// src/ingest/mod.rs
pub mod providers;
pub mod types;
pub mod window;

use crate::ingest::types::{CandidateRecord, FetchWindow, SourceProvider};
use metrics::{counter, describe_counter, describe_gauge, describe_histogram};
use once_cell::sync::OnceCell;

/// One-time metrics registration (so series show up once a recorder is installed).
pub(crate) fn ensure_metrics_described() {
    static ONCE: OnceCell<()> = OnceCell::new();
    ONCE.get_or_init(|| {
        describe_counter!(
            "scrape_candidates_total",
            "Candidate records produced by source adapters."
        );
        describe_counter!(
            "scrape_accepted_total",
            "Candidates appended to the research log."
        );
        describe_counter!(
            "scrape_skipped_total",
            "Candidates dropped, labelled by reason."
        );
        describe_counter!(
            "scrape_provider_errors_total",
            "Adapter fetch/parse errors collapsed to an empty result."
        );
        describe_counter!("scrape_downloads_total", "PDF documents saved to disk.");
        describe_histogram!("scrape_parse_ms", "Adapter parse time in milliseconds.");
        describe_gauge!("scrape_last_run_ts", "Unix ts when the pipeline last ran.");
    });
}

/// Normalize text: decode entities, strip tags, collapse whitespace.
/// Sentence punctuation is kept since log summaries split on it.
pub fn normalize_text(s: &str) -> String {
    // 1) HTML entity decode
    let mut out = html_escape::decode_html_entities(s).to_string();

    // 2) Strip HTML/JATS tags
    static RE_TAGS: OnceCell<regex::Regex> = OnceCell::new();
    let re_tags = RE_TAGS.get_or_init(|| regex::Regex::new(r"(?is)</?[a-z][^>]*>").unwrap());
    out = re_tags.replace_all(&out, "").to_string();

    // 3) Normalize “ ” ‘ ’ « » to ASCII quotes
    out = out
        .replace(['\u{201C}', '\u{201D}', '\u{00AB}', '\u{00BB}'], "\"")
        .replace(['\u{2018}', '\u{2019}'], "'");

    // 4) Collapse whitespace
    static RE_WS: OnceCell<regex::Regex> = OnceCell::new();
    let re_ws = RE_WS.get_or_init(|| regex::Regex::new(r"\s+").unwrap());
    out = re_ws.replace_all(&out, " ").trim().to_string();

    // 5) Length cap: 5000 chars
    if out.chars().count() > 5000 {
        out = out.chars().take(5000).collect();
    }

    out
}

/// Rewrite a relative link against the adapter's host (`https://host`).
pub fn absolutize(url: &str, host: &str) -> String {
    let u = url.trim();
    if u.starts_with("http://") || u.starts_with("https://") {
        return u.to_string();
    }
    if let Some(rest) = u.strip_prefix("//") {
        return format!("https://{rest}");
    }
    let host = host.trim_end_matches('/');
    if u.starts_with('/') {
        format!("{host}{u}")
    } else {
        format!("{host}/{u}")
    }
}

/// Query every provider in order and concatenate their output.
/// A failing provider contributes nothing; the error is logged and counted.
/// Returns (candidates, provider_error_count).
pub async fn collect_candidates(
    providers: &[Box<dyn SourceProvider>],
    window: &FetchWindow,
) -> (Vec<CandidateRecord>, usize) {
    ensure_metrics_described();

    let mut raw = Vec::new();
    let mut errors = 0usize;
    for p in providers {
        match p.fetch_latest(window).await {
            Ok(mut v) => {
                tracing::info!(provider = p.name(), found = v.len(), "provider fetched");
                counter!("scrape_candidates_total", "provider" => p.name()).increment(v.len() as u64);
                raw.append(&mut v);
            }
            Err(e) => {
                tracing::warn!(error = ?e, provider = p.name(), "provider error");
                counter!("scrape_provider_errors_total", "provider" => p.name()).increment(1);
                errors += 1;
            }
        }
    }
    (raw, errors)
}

· · ·

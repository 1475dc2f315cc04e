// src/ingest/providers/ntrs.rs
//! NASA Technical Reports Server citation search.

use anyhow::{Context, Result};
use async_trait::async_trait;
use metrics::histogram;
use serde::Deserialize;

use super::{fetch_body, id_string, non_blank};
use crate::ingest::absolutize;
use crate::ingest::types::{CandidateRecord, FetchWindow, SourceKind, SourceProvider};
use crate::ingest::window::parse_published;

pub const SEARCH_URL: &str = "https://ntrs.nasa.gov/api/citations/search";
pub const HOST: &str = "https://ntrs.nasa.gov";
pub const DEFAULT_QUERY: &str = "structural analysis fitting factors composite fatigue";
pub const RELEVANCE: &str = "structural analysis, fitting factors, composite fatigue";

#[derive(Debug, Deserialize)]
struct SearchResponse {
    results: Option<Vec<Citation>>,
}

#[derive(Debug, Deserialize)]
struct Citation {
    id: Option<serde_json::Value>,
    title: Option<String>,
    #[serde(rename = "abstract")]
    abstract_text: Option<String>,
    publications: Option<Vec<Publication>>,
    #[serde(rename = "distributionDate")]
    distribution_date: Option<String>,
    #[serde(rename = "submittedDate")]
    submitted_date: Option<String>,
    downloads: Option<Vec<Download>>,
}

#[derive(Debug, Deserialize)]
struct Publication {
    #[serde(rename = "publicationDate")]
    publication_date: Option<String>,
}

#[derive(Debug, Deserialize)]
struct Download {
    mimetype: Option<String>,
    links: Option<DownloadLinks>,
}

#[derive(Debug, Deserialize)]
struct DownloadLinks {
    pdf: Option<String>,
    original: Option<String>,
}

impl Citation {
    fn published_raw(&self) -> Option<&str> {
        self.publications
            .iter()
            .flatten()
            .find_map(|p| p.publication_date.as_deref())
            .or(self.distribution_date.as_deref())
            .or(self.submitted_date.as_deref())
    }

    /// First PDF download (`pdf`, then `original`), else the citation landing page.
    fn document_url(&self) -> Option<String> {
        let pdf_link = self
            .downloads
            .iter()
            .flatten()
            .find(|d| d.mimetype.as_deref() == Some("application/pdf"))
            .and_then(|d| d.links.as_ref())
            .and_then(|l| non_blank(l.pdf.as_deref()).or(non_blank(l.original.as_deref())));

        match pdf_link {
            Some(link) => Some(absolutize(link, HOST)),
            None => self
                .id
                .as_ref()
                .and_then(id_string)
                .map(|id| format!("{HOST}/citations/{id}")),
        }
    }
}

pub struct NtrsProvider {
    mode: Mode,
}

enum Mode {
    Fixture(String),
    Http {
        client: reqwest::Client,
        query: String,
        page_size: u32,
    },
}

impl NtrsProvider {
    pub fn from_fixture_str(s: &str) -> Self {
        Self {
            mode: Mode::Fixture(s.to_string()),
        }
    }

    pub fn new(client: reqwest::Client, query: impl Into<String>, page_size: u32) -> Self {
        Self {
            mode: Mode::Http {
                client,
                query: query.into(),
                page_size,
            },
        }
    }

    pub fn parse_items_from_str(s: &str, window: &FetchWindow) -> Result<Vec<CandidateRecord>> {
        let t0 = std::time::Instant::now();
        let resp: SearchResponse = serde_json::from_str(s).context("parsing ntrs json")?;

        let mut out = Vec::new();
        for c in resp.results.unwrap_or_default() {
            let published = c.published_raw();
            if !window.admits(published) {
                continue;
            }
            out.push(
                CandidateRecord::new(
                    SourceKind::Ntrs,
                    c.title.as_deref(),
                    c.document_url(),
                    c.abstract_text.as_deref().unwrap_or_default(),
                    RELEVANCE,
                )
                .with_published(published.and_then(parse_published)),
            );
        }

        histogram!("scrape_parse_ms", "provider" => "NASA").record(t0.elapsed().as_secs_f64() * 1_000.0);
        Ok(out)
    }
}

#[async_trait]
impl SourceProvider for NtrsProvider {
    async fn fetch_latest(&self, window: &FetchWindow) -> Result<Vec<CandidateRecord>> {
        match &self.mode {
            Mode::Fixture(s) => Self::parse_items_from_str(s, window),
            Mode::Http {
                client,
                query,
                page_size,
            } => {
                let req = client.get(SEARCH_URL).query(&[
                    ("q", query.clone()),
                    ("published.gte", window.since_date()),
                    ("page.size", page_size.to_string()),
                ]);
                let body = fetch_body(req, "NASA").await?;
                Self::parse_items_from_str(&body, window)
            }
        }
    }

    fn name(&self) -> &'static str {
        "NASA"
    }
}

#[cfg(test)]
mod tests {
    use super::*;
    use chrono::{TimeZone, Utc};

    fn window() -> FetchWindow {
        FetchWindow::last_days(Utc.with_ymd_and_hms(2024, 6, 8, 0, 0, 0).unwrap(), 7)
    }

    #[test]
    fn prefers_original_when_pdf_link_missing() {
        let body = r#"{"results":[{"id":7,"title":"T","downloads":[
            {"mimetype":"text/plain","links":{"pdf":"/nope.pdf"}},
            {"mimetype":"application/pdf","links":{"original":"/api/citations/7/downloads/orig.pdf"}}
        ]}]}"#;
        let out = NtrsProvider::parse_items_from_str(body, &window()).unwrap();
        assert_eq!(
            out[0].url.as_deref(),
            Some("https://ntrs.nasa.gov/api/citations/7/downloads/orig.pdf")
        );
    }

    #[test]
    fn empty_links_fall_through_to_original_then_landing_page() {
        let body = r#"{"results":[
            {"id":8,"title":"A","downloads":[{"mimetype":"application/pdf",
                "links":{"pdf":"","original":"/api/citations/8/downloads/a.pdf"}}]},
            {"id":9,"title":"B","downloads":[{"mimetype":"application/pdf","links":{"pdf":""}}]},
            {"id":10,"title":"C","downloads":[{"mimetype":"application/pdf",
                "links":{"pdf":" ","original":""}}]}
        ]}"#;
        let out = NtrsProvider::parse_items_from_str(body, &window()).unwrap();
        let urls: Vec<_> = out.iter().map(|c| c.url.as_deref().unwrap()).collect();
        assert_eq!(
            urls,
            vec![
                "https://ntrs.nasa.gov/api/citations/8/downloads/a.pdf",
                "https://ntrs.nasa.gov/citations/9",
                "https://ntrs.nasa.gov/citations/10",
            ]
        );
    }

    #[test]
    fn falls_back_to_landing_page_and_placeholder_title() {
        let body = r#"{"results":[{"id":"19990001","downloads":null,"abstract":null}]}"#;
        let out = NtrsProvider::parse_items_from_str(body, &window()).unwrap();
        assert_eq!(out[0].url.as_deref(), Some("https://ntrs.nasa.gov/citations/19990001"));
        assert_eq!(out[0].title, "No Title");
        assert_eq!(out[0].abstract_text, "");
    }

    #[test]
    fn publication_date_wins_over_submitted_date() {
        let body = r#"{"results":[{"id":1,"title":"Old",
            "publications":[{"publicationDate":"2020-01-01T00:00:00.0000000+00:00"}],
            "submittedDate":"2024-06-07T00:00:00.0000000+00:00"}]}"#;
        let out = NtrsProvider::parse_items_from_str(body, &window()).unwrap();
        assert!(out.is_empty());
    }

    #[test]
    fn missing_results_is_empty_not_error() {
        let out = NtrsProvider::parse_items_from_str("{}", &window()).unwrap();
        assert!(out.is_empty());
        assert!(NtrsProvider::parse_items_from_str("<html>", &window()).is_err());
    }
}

· · ·

> **Assignment**:
Extract every line above that contains the word "increment".

> **Task response**:
                counter!("scrape_candidates_total", "provider" => p.name()).increment(v.len() as u64);
                counter!("scrape_provider_errors_total", "provider" => p.name()).increment(1);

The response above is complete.